Marketing Symposium reveals new trends

Big data analytics, multi- and omni-channel campaigns, customer-centricity and social media were among the hot marketing topics addressed at the seventh annual Rice Marketing Symposium held on March 21 at the Jones Graduate School of Business.

This year's symposium, “Evolutionary Marketing Strategy,” featured four marketers – evenly split between B2B and B2C – from the real estate, retail and computer hardware industries sharing their winning strategies and present-day challenges with an audience of 230 marketing professionals and students.

The event was co-chaired by Wolfgang Von Der Rosen '14, Sydney Wilmer Martin '15, Blake E. Parrish '15 and Brad Prescott '15. Von Der Rosen said he was pleased this year's event attracted a broader spectrum of attendees and speakers than previous years. “Traditionally we have looked for speakers from energy companies, but this year we wanted to host alternative business cases to add a bit of diversity to the conference.”

Prescott said, “My biggest takeaway … was the diversity of companies and industries represented at the event. We had 100 different companies represented from industries including oil and gas, business services, real estate and retailing, to name a few.”

Anita Sehgal, senior vice president of marketing and advertising, Academy Sports + Outdoors, kicked off the symposium by sharing her perspectives on marketing techniques and objectives given advancements in technology – particularly multi-device presence.

“Multi-channel campaigns are critically important,” she said. “Pick the channel where you can make the greatest impact. With consumers spending more time on cell phones than a desktop or laptop, we have to think about screen size and download time. Mobile is going to continue to change in great ways.

“It is a really exciting time to be a marketer. We're changing the role and mix of technology. A customer needs to see a message six times before they retain it,” she added. “Content is critically important to your media buy strategy, but now we must know how that content is going to land.”

John Arcidiacono, chief marketing officer, Stewart Title, echoed the importance of content and said that “IT and marketing are going hand-in-hand.” He outlined the re-branding efforts and transformation of his firm's marketing department from a communications-oriented division into a strategic marketing team. The company is now reporting less revenue but higher profits due to greater efficiencies, he said.

“Marketing owns everything about the customer,” he advised. “Figure out what you don't own. It’s not about who you know, it’s about who knows you.” Both Arcidiacono and Sehgal admitted their companies are working to improve their use of social media and the customer data it provides.

Customer data is always at the forefront in the mind of Dell's Teresa Joy, director, North American Commercial Business Intelligence & Strategy, who said that every customer’s online activity provides data about your products and your competitors'.

“Data is the new currency of our time,” she said, adding that the questions surrounding market analytics are becoming more complicated; that omni- as well as multi-channel strategies are crucial; and that traditional push-marketing is a thing of the past – it's now all about pull-marketing.
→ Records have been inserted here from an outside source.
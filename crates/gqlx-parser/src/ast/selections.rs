use crate::ast::AstKind;
use crate::ast::AstNode;
use crate::ast::Location;
use crate::ast::Name;
use crate::ast::NamedType;
use crate::ast::Value;
use crate::printer;
use inherent::inherent;

/// `{ ... }`. Never empty when produced by the parser.
#[derive(Clone, Debug, PartialEq)]
pub struct SelectionSet {
    pub selections: Vec<Selection>,
    pub loc: Location,
}

#[derive(Clone, Debug, PartialEq)]
pub enum Selection {
    Field(Field),
    FragmentSpread(FragmentSpread),
    InlineFragment(InlineFragment),
}

impl Selection {
    pub fn directives(&self) -> &[Directive] {
        match self {
            Selection::Field(field) => &field.directives,
            Selection::FragmentSpread(spread) => &spread.directives,
            Selection::InlineFragment(fragment) => &fragment.directives,
        }
    }
}

/// `alias: name(arguments) @directives { selection_set }`
#[derive(Clone, Debug, PartialEq)]
pub struct Field {
    pub alias: Option<Name>,
    pub name: Name,
    pub arguments: Vec<Argument>,
    pub directives: Vec<Directive>,
    pub selection_set: Option<SelectionSet>,
    pub loc: Location,
}

impl Field {
    /// The key this field's value is stored under in the response: the
    /// alias if present, otherwise the field name.
    pub fn response_key(&self) -> &str {
        self.alias.as_ref().unwrap_or(&self.name).as_str()
    }

    pub fn argument(&self, name: &str) -> Option<&Argument> {
        self.arguments.iter().find(|arg| arg.name.value == name)
    }
}

#[derive(Clone, Debug, PartialEq)]
pub struct Argument {
    pub name: Name,
    pub value: Value,
    pub loc: Location,
}

/// `...Name @directives`
#[derive(Clone, Debug, PartialEq)]
pub struct FragmentSpread {
    pub name: Name,
    pub directives: Vec<Directive>,
    pub loc: Location,
}

/// `... on Type @directives { selection_set }`
#[derive(Clone, Debug, PartialEq)]
pub struct InlineFragment {
    pub type_condition: Option<NamedType>,
    pub directives: Vec<Directive>,
    pub selection_set: SelectionSet,
    pub loc: Location,
}

/// `@name(arguments)`
#[derive(Clone, Debug, PartialEq)]
pub struct Directive {
    pub name: Name,
    pub arguments: Vec<Argument>,
    pub loc: Location,
}

impl Directive {
    pub fn argument(&self, name: &str) -> Option<&Argument> {
        self.arguments.iter().find(|arg| arg.name.value == name)
    }
}

#[inherent]
impl AstNode for SelectionSet {
    pub fn kind(&self) -> AstKind {
        AstKind::SelectionSet
    }

    pub fn location(&self) -> &Location {
        &self.loc
    }

    pub fn append_source(&self, sink: &mut String) {
        sink.push_str(&printer::print_selection_set(self));
    }
}

#[inherent]
impl AstNode for Selection {
    pub fn kind(&self) -> AstKind {
        match self {
            Selection::Field(_) => AstKind::Field,
            Selection::FragmentSpread(_) => AstKind::FragmentSpread,
            Selection::InlineFragment(_) => AstKind::InlineFragment,
        }
    }

    pub fn location(&self) -> &Location {
        match self {
            Selection::Field(s) => &s.loc,
            Selection::FragmentSpread(s) => &s.loc,
            Selection::InlineFragment(s) => &s.loc,
        }
    }

    pub fn append_source(&self, sink: &mut String) {
        sink.push_str(&printer::print_selection(self));
    }
}

#[inherent]
impl AstNode for Field {
    pub fn kind(&self) -> AstKind {
        AstKind::Field
    }

    pub fn location(&self) -> &Location {
        &self.loc
    }

    pub fn append_source(&self, sink: &mut String) {
        sink.push_str(&printer::print_field(self));
    }
}

#[inherent]
impl AstNode for Argument {
    pub fn kind(&self) -> AstKind {
        AstKind::Argument
    }

    pub fn location(&self) -> &Location {
        &self.loc
    }

    pub fn append_source(&self, sink: &mut String) {
        sink.push_str(&printer::print_argument(self));
    }
}

#[inherent]
impl AstNode for FragmentSpread {
    pub fn kind(&self) -> AstKind {
        AstKind::FragmentSpread
    }

    pub fn location(&self) -> &Location {
        &self.loc
    }

    pub fn append_source(&self, sink: &mut String) {
        sink.push_str(&printer::print_fragment_spread(self));
    }
}

#[inherent]
impl AstNode for InlineFragment {
    pub fn kind(&self) -> AstKind {
        AstKind::InlineFragment
    }

    pub fn location(&self) -> &Location {
        &self.loc
    }

    pub fn append_source(&self, sink: &mut String) {
        sink.push_str(&printer::print_inline_fragment(self));
    }
}

#[inherent]
impl AstNode for Directive {
    pub fn kind(&self) -> AstKind {
        AstKind::Directive
    }

    pub fn location(&self) -> &Location {
        &self.loc
    }

    pub fn append_source(&self, sink: &mut String) {
        sink.push_str(&printer::print_directive(self));
    }
}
In addition, she said Dell is moving from transactional to predictive analytics for B2B. “If you can predict data, you are on a winning streak,” she said, adding that data massaging takes time and a particular skill set owned by data scientists and modelers.

Constance Porter, visiting assistant professor of marketing at the Jones School, was pleased that customer-centricity was addressed as it is the focus of a course she teaches, Customer Relationship Management.

“Many of the speakers raised the issue of customer-centricity directly, while others spoke about particular aspects such as designing/managing the customer experience, identifying/managing customer value and fostering loyalty among expanding customer segments,” Porter said. “I do hope that current and former students of mine were able to make the connection between the live cases presented by the speakers and the content of our marketing curriculum.”

Perhaps the most unique marketing strategy of the morning was presented by Christine Mastandrea, chief marketing officer for Whitestone REIT, a real estate investment trust that acquires and operates income-producing retail properties within densely populated, culturally diverse neighborhoods in the “business-friendly” states of Texas, Arizona and Illinois.

Within each property, the company markets smaller-than-average retail spaces for shorter-than-average lease terms – thus minimizing financial risk – to service-based tenants (medical, family, dining, services, education) that cater to under-served immigrant populations. Whitestone pays special attention to each property's visibility and circulation, and partners with community-based organizations to enrich the customer experience and foster a pride of ownership among tenants.

Symposium sponsors included AMA Houston, Cameron, Jones Partners and Schlumberger.

All four speakers illustrated that the marketer's role of increasing product and brand reach essentially is unchanged. The new challenges they face – the proliferation of customer touch points, constant connectivity, and the capture and organization of customer data for analysis, all evolving at a speedy clip – are in fact opportunities that require unique, new strategies.